Heartland is working with several major card brands to carry encryption all the way through to the card network, Elefant says, without naming the brands. “Ultimately the goal is to be able to never have a clear-text transaction from the time the card is swiped until it goes out our back door and we deliver it to the brand,” he says.
Princeton, N.J.-based Heartland accelerated work on enhancing security after announcing a major breach of its processing system for small and medium-sized merchants in January 2009. A federal prosecutor later said the breach compromised 130 million debit and credit cards, the biggest ever in the card industry.
The company, which is marketing the terminals through its sales force, offered trade-in deals on merchants’ existing equipment if they take E3 hardware. Additionally, merchants using E3 are protected by a warranty, which will reimburse merchants’ breach-related fines in the event of a compromise. “We’re saying if they’re using E3 technology, if they receive any PCI fines or fees, we will cover any of those costs,” Elefant says.

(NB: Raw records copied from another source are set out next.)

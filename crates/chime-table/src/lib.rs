//! Durable job table contract.
//!
//! The scheduler keeps its triggers purely in memory; the job table is the
//! persistent record of which jobs exist and whether they should be running.
//! The table itself (schema, migrations, SQL) lives outside this workspace —
//! this crate only defines the contract the reconciler depends on, plus an
//! in-memory implementation for tests and the demo daemon.

mod memory;

pub use memory::MemoryJobTable;

use async_trait::async_trait;
use chrono::{DateTime, Utc};
use serde::{Deserialize, Serialize};
use thiserror::Error;

/// Errors surfaced by a job table backend.
#[derive(Debug, Error)]
pub enum TableError {
    /// The backend could not be reached or refused the query.
    #[error("job table unavailable: {0}")]
    Unavailable(String),

    /// A batch commit was rejected; previously committed state is intact.
    #[error("job table commit failed: {0}")]
    CommitFailed(String),
}

/// Durable run status of a job.
///
/// This is the source of truth for "should this job be running after a
/// restart". It is distinct from the `active` enable flag and from the
/// transient paused state of an in-memory trigger.
#[derive(Debug, Clone, Copy, PartialEq, Eq, Serialize, Deserialize)]
#[serde(rename_all = "snake_case")]
pub enum RunStatus {
    /// Not currently scheduled (0 in the legacy column encoding).
    Paused,
    /// A live trigger should exist for this job (1 in the legacy encoding).
    Active,
}

impl RunStatus {
    /// Legacy integer encoding used by the durable column.
    pub fn as_i64(self) -> i64 {
        match self {
            RunStatus::Paused => 0,
            RunStatus::Active => 1,
        }
    }
}

/// One row of the durable job table.
#[derive(Debug, Clone, Serialize, Deserialize)]
pub struct DurableJobRecord {
    /// Unique job identifier; matches the in-memory trigger id.
    pub job_id: String,
    /// Human-readable job name.
    pub job_name: String,
    /// Dotted path of the function this job invokes.
    pub func_name: String,
    /// Six-field cron expression, if the job is cron-scheduled.
    pub cron_expression: Option<String>,
    /// When the job should next run.
    pub next_run: Option<DateTime<Utc>>,
    /// Durable run status.
    pub status: RunStatus,
    /// Persistent enable flag, independent of `status`.
    pub active: bool,
}

/// Row filter for queries and bulk updates. `None` fields match everything.
#[derive(Debug, Clone, Copy, Default)]
pub struct JobFilter {
    pub status: Option<RunStatus>,
    pub active: Option<bool>,
}

impl JobFilter {
    /// Match rows with the given durable status.
    pub fn with_status(status: RunStatus) -> Self {
        Self {
            status: Some(status),
            ..Self::default()
        }
    }

    /// Match rows with the given enable flag.
    pub fn with_active(active: bool) -> Self {
        Self {
            active: Some(active),
            ..Self::default()
        }
    }

    /// Whether a record passes this filter.
    pub fn matches(&self, record: &DurableJobRecord) -> bool {
        self.status.is_none_or(|s| record.status == s)
            && self.active.is_none_or(|a| record.active == a)
    }
}

/// Field update applied by `bulk_update`. `None` fields are left untouched.
#[derive(Debug, Clone, Copy, Default)]
pub struct JobUpdate {
    pub status: Option<RunStatus>,
    pub next_run: Option<DateTime<Utc>>,
}

impl JobUpdate {
    /// Set only the durable status.
    pub fn set_status(status: RunStatus) -> Self {
        Self {
            status: Some(status),
            ..Self::default()
        }
    }
}

/// Abstract job table.
///
/// `bulk_update` is transactional on its own: either every matched row is
/// updated or none are. `commit` writes a batch of full records
/// all-or-nothing; a failed commit must not corrupt rows committed earlier.
#[async_trait]
pub trait JobTable: Send + Sync {
    /// Return all records matching the filter.
    async fn query(&self, filter: &JobFilter) -> Result<Vec<DurableJobRecord>, TableError>;

    /// Apply `update` to every record matching `filter`; returns the number
    /// of rows touched.
    async fn bulk_update(&self, filter: &JobFilter, update: &JobUpdate)
    -> Result<usize, TableError>;

    /// Write back a batch of records keyed by `job_id`, as one transaction.
    async fn commit(&self, records: &[DurableJobRecord]) -> Result<(), TableError>;
}
//! Chime: cron-driven job scheduling daemon.
//!
//! Subcommands:
//! - `daemon`: reconcile against the job table, then run the fire clock
//!   until interrupted

use clap::{Parser, Subcommand};
use miette::Result;
use tracing_subscriber::{layer::SubscriberExt, util::SubscriberInitExt};

mod daemon;

#[derive(Parser)]
#[command(name = "chime")]
#[command(about = "Cron-driven job scheduling daemon", long_about = None)]
struct Cli {
    #[command(subcommand)]
    command: Commands,
}

#[derive(Subcommand)]
enum Commands {
    /// Run the scheduling daemon
    Daemon {
        /// Cron expression for the built-in heartbeat job; omit to start
        /// with an empty schedule
        #[arg(long, env = "CHIME_HEARTBEAT_CRON")]
        heartbeat_cron: Option<String>,
    },
}

#[tokio::main]
async fn main() -> Result<()> {
    // Initialize tracing
    tracing_subscriber::registry()
        .with(tracing_subscriber::EnvFilter::new(
            std::env::var("RUST_LOG").unwrap_or_else(|_| "chime=info".to_string()),
        ))
        .with(tracing_subscriber::fmt::layer())
        .init();

    let cli = Cli::parse();

    match cli.command {
        Commands::Daemon { heartbeat_cron } => daemon::run(heartbeat_cron).await,
    }
}
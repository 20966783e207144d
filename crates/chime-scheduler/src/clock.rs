//! Wall-clock source.
//!
//! Fire times are computed and compared against an injected clock so tests
//! can pin time instead of racing `Utc::now()`.

use std::sync::Mutex;

use chrono::{DateTime, Duration, Utc};

/// Provider of the current wall-clock time.
pub trait Clock: Send + Sync {
    fn now(&self) -> DateTime<Utc>;
}

/// The real clock.
#[derive(Debug, Default, Clone, Copy)]
pub struct SystemClock;

impl Clock for SystemClock {
    fn now(&self) -> DateTime<Utc> {
        Utc::now()
    }
}

/// A clock that only moves when told to. Test-only in spirit, but exported
/// so integration tests outside this crate can use it.
pub struct ManualClock {
    now: Mutex<DateTime<Utc>>,
}

impl ManualClock {
    pub fn new(now: DateTime<Utc>) -> Self {
        Self {
            now: Mutex::new(now),
        }
    }

    pub fn advance(&self, by: Duration) {
        let mut now = self.now.lock().expect("clock lock poisoned");
        *now += by;
    }

    pub fn set(&self, to: DateTime<Utc>) {
        *self.now.lock().expect("clock lock poisoned") = to;
    }
}

impl Clock for ManualClock {
    fn now(&self) -> DateTime<Utc> {
        *self.now.lock().expect("clock lock poisoned")
    }
}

The terminal is just the first of several products using E3 technology that Heartland will be releasing. The processor later this month will be launching the E3 wedge, a small, mag-stripe-reading wedge that plugs into a USB port. The wedge, which features the same tamper-resistant security module and AES encryption methods as the terminal, is designed for merchants using PC-based point-of-sale cash-register systems, Elefant says. Heartland also is working on development of a multifunction device that call centers and multilane retailers can use.
Heartland and VeriFone Systems Inc., the largest U.S.-based terminal maker, are embroiled in lawsuits over Heartland’s terminal business. VeriFone first alleged infringement by Heartland on one of its end-to-end encryption patents. Heartland has countersued alleging, among other things, trademark infringement and false advertising on the part of VeriFone (Digital Transactions News, Nov. 11, 2009).